Me: Does anyone else hate when their SO talks about homecoming when it's months away? I do because I get all excited at the thought and then I'm like disappointed because we still have X months left. Obviously I want him home but I know it wont be happening for a while...

Someone else: I get disappointed, especially when there is talk of them coming home early. But I know that's part of keeping him sane. Thinking about coming home and being with me and his family reminds him why he's doing this. I talk about it with him, make plans I know we won't keep, but I try not to let it get me down because I know that's the only thing he has to look forward to!
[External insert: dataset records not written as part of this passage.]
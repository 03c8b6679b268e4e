// Copyright (C) 2025 Vince Vasta
// SPDX-License-Identifier: Apache-2.0

//! Poker cards definitions.
use serde::{Serialize, Serializer};
use std::{cmp::Ordering, fmt, str::FromStr};

use crate::parser::{ParseError, parse_cards};

/// A Poker card.
///
/// A card is packed in a single byte with the rank index in the high bits and
/// the suit index in the two low bits:
///
/// ```text
///   +--------+
///   |xxrrrrss|
///   +--------+
///   r = rank of card (deuce=0,trey=1,four=2,five=3,...,ace=12)
///   s = suit of card (clubs=0,diamonds=1,hearts=2,spades=3)
/// ```
///
/// Two cards are equal when both rank and suit match, use [Card::cmp_rank] to
/// order cards by rank only.
#[derive(Clone, Copy, Eq, PartialEq, Hash)]
pub struct Card(u8);

impl Card {
    /// Create a card given a rank and suit.
    pub const fn new(rank: Rank, suit: Suit) -> Card {
        Self(((rank as u8) << 2) | suit as u8)
    }

    /// This card unique id in the range 0..52.
    pub fn id(&self) -> u8 {
        self.0
    }

    /// Returns the card rank.
    pub fn rank(&self) -> Rank {
        Rank::ALL[(self.0 >> 2) as usize]
    }

    /// Returns the card suit.
    pub fn suit(&self) -> Suit {
        Suit::ALL[(self.0 & 0x3) as usize]
    }

    /// Compares two cards by rank, aces are above every other rank.
    pub fn cmp_rank(&self, other: &Card) -> Ordering {
        self.rank().cmp(&other.rank())
    }
}

impl fmt::Display for Card {
    fn fmt(&self, f: &mut fmt::Formatter<'_>) -> fmt::Result {
        write!(f, "{}{}", self.rank(), self.suit())
    }
}

impl fmt::Debug for Card {
    fn fmt(&self, f: &mut fmt::Formatter<'_>) -> fmt::Result {
        write!(f, "Card({}{})", self.rank(), self.suit())
    }
}

impl FromStr for Card {
    type Err = ParseError;

    fn from_str(s: &str) -> Result<Self, Self::Err> {
        match parse_cards(s)?.as_slice() {
            [card] => Ok(*card),
            cards => Err(ParseError::NotOneCard { found: cards.len() }),
        }
    }
}

impl Serialize for Card {
    fn serialize<S: Serializer>(&self, serializer: S) -> Result<S::Ok, S::Error> {
        serializer.collect_str(self)
    }
}

/// Card rank.
#[derive(Debug, Clone, Copy, PartialEq, Eq, PartialOrd, Ord, Hash, Serialize)]
pub enum Rank {
    /// Deuce
    Deuce = 0,
    /// Trey
    Trey,
    /// Four
    Four,
    /// Five
    Five,
    /// Six
    Six,
    /// Seven
    Seven,
    /// Eight
    Eight,
    /// Nine
    Nine,
    /// Ten
    Ten,
    /// Jack
    Jack,
    /// Queen
    Queen,
    /// King
    King,
    /// Ace
    Ace,
}

impl Rank {
    /// The number of ranks.
    pub const COUNT: usize = 13;

    /// All ranks from deuce to ace.
    pub const ALL: [Rank; Rank::COUNT] = {
        use Rank::*;
        [
            Deuce, Trey, Four, Five, Six, Seven, Eight, Nine, Ten, Jack, Queen, King, Ace,
        ]
    };

    /// Returns all ranks.
    pub fn ranks() -> impl DoubleEndedIterator<Item = Rank> {
        Self::ALL.into_iter()
    }

    /// The rank bucket index, deuce is 0 and ace is 12.
    #[inline]
    pub fn index(self) -> usize {
        self as usize
    }

    /// The rank face value, deuce is 2 and ace is 14.
    pub fn value(self) -> u8 {
        self as u8 + 2
    }

    /// Parses a rank notation character.
    pub fn from_char(c: char) -> Option<Rank> {
        let rank = match c {
            '2' => Rank::Deuce,
            '3' => Rank::Trey,
            '4' => Rank::Four,
            '5' => Rank::Five,
            '6' => Rank::Six,
            '7' => Rank::Seven,
            '8' => Rank::Eight,
            '9' => Rank::Nine,
            'T' => Rank::Ten,
            'J' => Rank::Jack,
            'Q' => Rank::Queen,
            'K' => Rank::King,
            'A' => Rank::Ace,
            _ => return None,
        };

        Some(rank)
    }
}

impl fmt::Display for Rank {
    fn fmt(&self, f: &mut fmt::Formatter<'_>) -> fmt::Result {
        let rank = match self {
            Rank::Deuce => '2',
            Rank::Trey => '3',
            Rank::Four => '4',
            Rank::Five => '5',
            Rank::Six => '6',
            Rank::Seven => '7',
            Rank::Eight => '8',
            Rank::Nine => '9',
            Rank::Ten => 'T',
            Rank::Jack => 'J',
            Rank::Queen => 'Q',
            Rank::King => 'K',
            Rank::Ace => 'A',
        };

        write!(f, "{rank}")
    }
}

/// Card suit.
#[derive(Debug, Copy, Clone, PartialEq, Eq, Hash, Serialize)]
pub enum Suit {
    /// Clubs suit.
    Clubs = 0,
    /// Diamonds suit.
    Diamonds,
    /// Hearts suit.
    Hearts,
    /// Spades suit.
    Spades,
}

impl Suit {
    /// The number of suits.
    pub const COUNT: usize = 4;

    /// All suits.
    pub const ALL: [Suit; Suit::COUNT] = [Suit::Clubs, Suit::Diamonds, Suit::Hearts, Suit::Spades];

    /// Returns all suits.
    pub fn suits() -> impl DoubleEndedIterator<Item = Suit> {
        Self::ALL.into_iter()
    }

    /// The suit bucket index.
    #[inline]
    pub fn index(self) -> usize {
        self as usize
    }

    /// Parses a suit letter or one of the filled or outlined suit glyphs.
    pub fn from_char(c: char) -> Option<Suit> {
        let suit = match c {
            'C' | '\u{2663}' | '\u{2667}' => Suit::Clubs,
            'D' | '\u{2666}' | '\u{2662}' => Suit::Diamonds,
            'H' | '\u{2665}' | '\u{2661}' => Suit::Hearts,
            'S' | '\u{2660}' | '\u{2664}' => Suit::Spades,
            _ => return None,
        };

        Some(suit)
    }
}

impl fmt::Display for Suit {
    fn fmt(&self, f: &mut fmt::Formatter<'_>) -> fmt::Result {
        let suit = match self {
            Suit::Clubs => 'C',
            Suit::Diamonds => 'D',
            Suit::Hearts => 'H',
            Suit::Spades => 'S',
        };

        write!(f, "{suit}")
    }
}

/// A cards Deck used to enumerate hands.
#[derive(Debug, Clone)]
pub struct Deck {
    cards: Vec<Card>,
}

impl Deck {
    /// The number of cards in the deck.
    pub const SIZE: usize = 52;

    /// The largest hand [Deck::for_each] enumerates.
    pub const MAX_HAND: usize = 7;

    /// Number of cards in the deck.
    pub fn count(&self) -> usize {
        self.cards.len()
    }

    /// Calls the `f` closure for each k-cards hand, hands are visited in
    /// lexicographic order of the deck positions.
    ///
    /// Panics if k is not 1 <= k <= 7.
    pub fn for_each<F>(&self, k: usize, mut f: F)
    where
        F: FnMut(&[Card]),
    {
        assert!((1..=Self::MAX_HAND).contains(&k), "1 <= k <= 7");

        let n = self.cards.len();
        if k > n {
            return;
        }

        let mut idx = [0usize, 1, 2, 3, 4, 5, 6];
        let mut hand = [Card::new(Rank::Deuce, Suit::Clubs); Self::MAX_HAND];

        loop {
            for (slot, &pos) in hand.iter_mut().zip(&idx[..k]) {
                *slot = self.cards[pos];
            }

            f(&hand[..k]);

            // Find the rightmost position that can still move forward.
            let mut j = k;
            loop {
                if j == 0 {
                    return;
                }

                j -= 1;
                if idx[j] < n - k + j {
                    break;
                }
            }

            idx[j] += 1;
            for m in (j + 1)..k {
                idx[m] = idx[m - 1] + 1;
            }
        }
    }
}

impl Default for Deck {
    fn default() -> Self {
        let cards = Suit::suits()
            .flat_map(|s| Rank::ranks().map(move |r| Card::new(r, s)))
            .collect::<Vec<_>>();
        Self { cards }
    }
}

impl IntoIterator for Deck {
    type Item = Card;
    type IntoIter = std::vec::IntoIter<Card>;

    fn into_iter(self) -> Self::IntoIter {
        self.cards.into_iter()
    }
}

#[cfg(test)]
mod tests {
    use super::*;
    use ahash::HashSet;

    #[test]
    fn card_encoding() {
        let mut ids = HashSet::default();

        for card in Deck::default() {
            assert_eq!(card.id() >> 2, card.rank() as u8);
            assert_eq!(card.id() & 0x3, card.suit() as u8);
            assert!((card.id() as usize) < Deck::SIZE);
            ids.insert(card.id());
        }

        // Check uniquness.
        assert_eq!(ids.len(), Deck::SIZE);

        let kd = Card::new(Rank::King, Suit::Diamonds);
        assert_eq!(kd.rank(), Rank::King);
        assert_eq!(kd.suit(), Suit::Diamonds);
        assert_eq!(kd.id(), (11 << 2) | 1);
    }

    #[test]
    fn card_to_string() {
        let c = Card::new(Rank::King, Suit::Diamonds);
        assert_eq!(c.to_string(), "KD");

        let c = Card::new(Rank::Five, Suit::Spades);
        assert_eq!(c.to_string(), "5S");

        let c = Card::new(Rank::Ten, Suit::Hearts);
        assert_eq!(c.to_string(), "TH");

        let c = Card::new(Rank::Ace, Suit::Clubs);
        assert_eq!(c.to_string(), "AC");
        assert_eq!(format!("{c:?}"), "Card(AC)");
    }

    #[test]
    fn card_from_str() {
        assert_eq!("AS".parse::<Card>(), Ok(Card::new(Rank::Ace, Suit::Spades)));
        assert_eq!(" 9\u{2661} ".parse::<Card>(), Ok(Card::new(Rank::Nine, Suit::Hearts)));
        assert_eq!("".parse::<Card>(), Err(ParseError::NotOneCard { found: 0 }));
        assert_eq!("AS KD".parse::<Card>(), Err(ParseError::NotOneCard { found: 2 }));
    }

    #[test]
    fn card_serialize() {
        let c = Card::new(Rank::Queen, Suit::Clubs);
        assert_eq!(serde_json::to_string(&c).unwrap(), "\"QC\"");
        assert_eq!(serde_json::to_string(&Rank::Ten).unwrap(), "\"Ten\"");
    }

    #[test]
    fn rank_order() {
        let ace = Card::new(Rank::Ace, Suit::Clubs);
        let king = Card::new(Rank::King, Suit::Spades);
        let deuce = Card::new(Rank::Deuce, Suit::Spades);

        assert_eq!(ace.cmp_rank(&king), Ordering::Greater);
        assert_eq!(deuce.cmp_rank(&ace), Ordering::Less);
        assert_eq!(ace.cmp_rank(&Card::new(Rank::Ace, Suit::Hearts)), Ordering::Equal);
        assert_ne!(ace, Card::new(Rank::Ace, Suit::Hearts));

        assert_eq!(Rank::Deuce.value(), 2);
        assert_eq!(Rank::Ace.value(), 14);
        assert!(Rank::ranks().zip(Rank::ranks().skip(1)).all(|(a, b)| a < b));
    }

    #[test]
    fn rank_suit_chars() {
        for rank in Rank::ranks() {
            let c = rank.to_string().chars().next().unwrap();
            assert_eq!(Rank::from_char(c), Some(rank));
        }

        for suit in Suit::suits() {
            let c = suit.to_string().chars().next().unwrap();
            assert_eq!(Suit::from_char(c), Some(suit));
        }

        for (glyphs, suit) in [
            ("\u{2663}\u{2667}", Suit::Clubs),
            ("\u{2666}\u{2662}", Suit::Diamonds),
            ("\u{2665}\u{2661}", Suit::Hearts),
            ("\u{2660}\u{2664}", Suit::Spades),
        ] {
            assert!(glyphs.chars().all(|c| Suit::from_char(c) == Some(suit)));
        }

        assert_eq!(Rank::from_char('1'), None);
        assert_eq!(Rank::from_char('t'), None);
        assert_eq!(Suit::from_char('B'), None);
    }

    #[test]
    fn deck_for_each() {
        let deck = Deck::default();
        assert_eq!(deck.count(), Deck::SIZE);

        let mut hands = HashSet::default();
        deck.for_each(5, |cards| {
            assert_eq!(cards.len(), 5);
            hands.insert(cards.to_owned());
        });
        assert_eq!(hands.len(), 2_598_960);

        hands.clear();
        deck.for_each(2, |cards| {
            assert_eq!(cards.len(), 2);
            hands.insert(cards.to_owned());
        });
        assert_eq!(hands.len(), 1_326);

        hands.clear();
        deck.for_each(1, |cards| {
            hands.insert(cards.to_owned());
        });
        assert_eq!(hands.len(), Deck::SIZE);
    }

    #[test]
    fn deck_for_each_distinct_cards() {
        let deck = Deck::default();

        let mut count = 0;
        deck.for_each(3, |cards| {
            assert_ne!(cards[0], cards[1]);
            assert_ne!(cards[1], cards[2]);
            assert_ne!(cards[0], cards[2]);
            count += 1;
        });
        assert_eq!(count, 22_100);
    }

    fn deck_without(skip: impl Fn(&Card) -> bool) -> Deck {
        Deck {
            cards: Deck::default().into_iter().filter(|c| !skip(c)).collect(),
        }
    }

    #[test]
    fn deck_for_each_partial_deck() {
        let ad = Card::new(Rank::Ace, Suit::Diamonds);
        let kd = Card::new(Rank::King, Suit::Diamonds);
        let deck = deck_without(|c| *c == ad || *c == kd);
        assert_eq!(deck.count(), 50);

        let mut count = 0;
        deck.for_each(5, |cards| {
            assert!(!cards.contains(&ad));
            count += 1;
        });
        assert_eq!(count, 2_118_760);
    }

    #[test]
    fn deck_for_each_small_deck() {
        let deck = deck_without(|c| c.id() >= 3);
        assert_eq!(deck.count(), 3);

        let mut count = 0;
        deck.for_each(5, |_| count += 1);
        assert_eq!(count, 0);

        deck.for_each(3, |_| count += 1);
        assert_eq!(count, 1);
    }
}
// Copyright (C) 2025 Vince Vasta
// SPDX-License-Identifier: Apache-2.0

//! Holdem hand evaluator CLI.
#![warn(clippy::all, rust_2018_idioms, missing_docs)]
use ahash::HashSet;
use anyhow::{Context, Result};
use clap::{Parser, Subcommand};
use log::{debug, warn};

use holdem_eval::{Card, HandOutcome, parse_cards};

mod report;
use report::{Comparison, Format};

#[derive(Debug, Parser)]
#[clap(name = "holdem", version, about = "Texas Hold'em hand evaluator")]
struct Cli {
    /// Output format.
    #[clap(long, value_enum, default_value_t = Format::Text, global = true)]
    format: Format,
    #[clap(subcommand)]
    command: Command,
}

#[derive(Debug, Subcommand)]
enum Command {
    /// Evaluates the hole cards with the board cards.
    Eval {
        /// The board cards, for example "9H 6C TD JC 7H".
        #[clap(long, short, default_value = "")]
        board: String,
        /// The hole cards, for example "AS KH".
        hole: String,
    },
    /// Compares two hole cards on the same board.
    Compare {
        /// The board cards, for example "9H 6C TD JC 7H".
        #[clap(long, short, default_value = "")]
        board: String,
        /// The first player hole cards.
        first: String,
        /// The second player hole cards.
        second: String,
    },
}

fn main() -> Result<()> {
    env_logger::builder()
        .filter_level(log::LevelFilter::Warn)
        .parse_default_env()
        .format_target(false)
        .format_timestamp_millis()
        .init();

    let cli = Cli::parse();
    println!("{}", run(&cli)?);

    Ok(())
}

fn run(cli: &Cli) -> Result<String> {
    match &cli.command {
        Command::Eval { board, hole } => {
            let board = parse_arg("board", board)?;
            let hole = parse_arg("hole", hole)?;
            warn_duplicates(&[&hole, &board]);

            report::outcome(&HandOutcome::eval(&hole, &board), cli.format)
        }
        Command::Compare {
            board,
            first,
            second,
        } => {
            let board = parse_arg("board", board)?;
            let first = parse_arg("first", first)?;
            let second = parse_arg("second", second)?;
            warn_duplicates(&[&first, &second, &board]);

            let cmp = Comparison::new(
                HandOutcome::eval(&first, &board),
                HandOutcome::eval(&second, &board),
            );
            report::comparison(&cmp, cli.format)
        }
    }
}

fn parse_arg(name: &str, text: &str) -> Result<Vec<Card>> {
    let cards = parse_cards(text).with_context(|| format!("Invalid {name} cards \"{text}\""))?;
    debug!("Parsed {name} cards {cards:?}");
    Ok(cards)
}

/// Logs a warning for each card that appears more than once.
fn warn_duplicates(groups: &[&[Card]]) -> usize {
    let mut seen = HashSet::default();
    let mut duplicates = 0;

    for card in groups.iter().flat_map(|cards| cards.iter()) {
        if !seen.insert(*card) {
            warn!("Duplicate card {card}");
            duplicates += 1;
        }
    }

    duplicates
}
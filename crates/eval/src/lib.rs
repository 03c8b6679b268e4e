// Copyright (C) 2025 Vince Vasta
// SPDX-License-Identifier: Apache-2.0

//! Holdem hand evaluator.
//!
//! Classifies a Texas Hold'em hand into one of the ten poker categories, picks
//! the five cards that make the hand, and compares hands played on the same
//! board.
//!
//! To use the evaluator parse or create the hole and board cards and use
//! [HandOutcome::eval] to get the hand outcome:
//!
//! ```
//! # use holdem_eval::*;
//! let board = parse_cards("9H 6C TD JC 7H").unwrap();
//! let a = HandOutcome::eval(&parse_cards("AS KH").unwrap(), &board);
//! let b = HandOutcome::eval(&parse_cards("2D 2C").unwrap(), &board);
//! assert_eq!(a.category(), Category::HighCard);
//! assert_eq!(b.category(), Category::OnePair);
//! assert!(b.compare(&a).is_gt());
//! ```
//!
//! Outcomes are compared by category and then by the rank of the
//! representative card, kickers are not taken into account.
#![warn(clippy::all, rust_2018_idioms, missing_docs)]
pub mod eval;
pub use eval::{CardCounts, Category, Classification, HAND_SIZE, HandOutcome, HandStrength, Run};

// Reexport cards types.
pub use holdem_cards::{Card, Deck, ParseError, Rank, Suit, parse_cards};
Nice to get a different perspective on things. Sometimes I just need to put my feelings aside and make him feel better, or at least try. I want him home more than anything but it's so far away right now, I just don't like to think about it. It feels good until you're brought back to reality where it's so far away still.

It's kind of funny because Mike always tricks himself into thinking there is less time left than what is actually left. Say there are X months left, he'll say there's X-2 left because he doesn't count the current month (even if it's the beginning like it is now) or the last month. Whatever helps him I suppose... I am a number person so I am very much aware of how many months, weeks, days are left.

2010-10-01

(582) MilSpouse Friday Fill-In #15

MilSpouse Friday Fill-In


  1. What is the silliest get-up you have ever worn outside of a Halloween party? (from To The Nth)

    I really can't think of anything... maybe I need to be more random.

  2. What is something that you gave up in order to live the military lifestyle? (from Pennies from Heaven)

    I gave up a really good job that I really loved, living independently and being close to my friends and closer to my family than I am now (1.5 hrs vs. 4 hrs). Honestly, this gets me from time to time and I reset my husband for it. I don't really think that it's his fault, but it is because of him that I moved on post. I do believe this was my decision, but for some reason I get angry at him for the things I gave up.

  3. If money wasn’t a factor and you could go anywhere in the world, where would it be? And why? (from Life and Times of a Displaced Jersey Girl)

    I would like to visit Hawaii, Spain and Europe in general, somewhere tropical. Why... I've lived in NY all my life and I want to be somewhere warm for a while. I'd like to visit Europe for all the history. And at some point I'd like to go to Honduras because a child I sponsor lives there.

  4. If you were going to join the military, what branch would you join? Or which MOS/rating would you choose? (from Anonymous)

    I would join the Army as an officer (I have a degree already) and try to do communications. Although, this probably will never happen because I'm a little too messed up in the head to join the military.

  5. What is your favorite thing to make for dinner? (from Armendinger Party of 4)

    My favorite thing to make would be something easy that takes like 2 mins to nuke in the microwave. My favorite thing to eat on the other hand would be home cooked macaroni and cheese with tomatoes.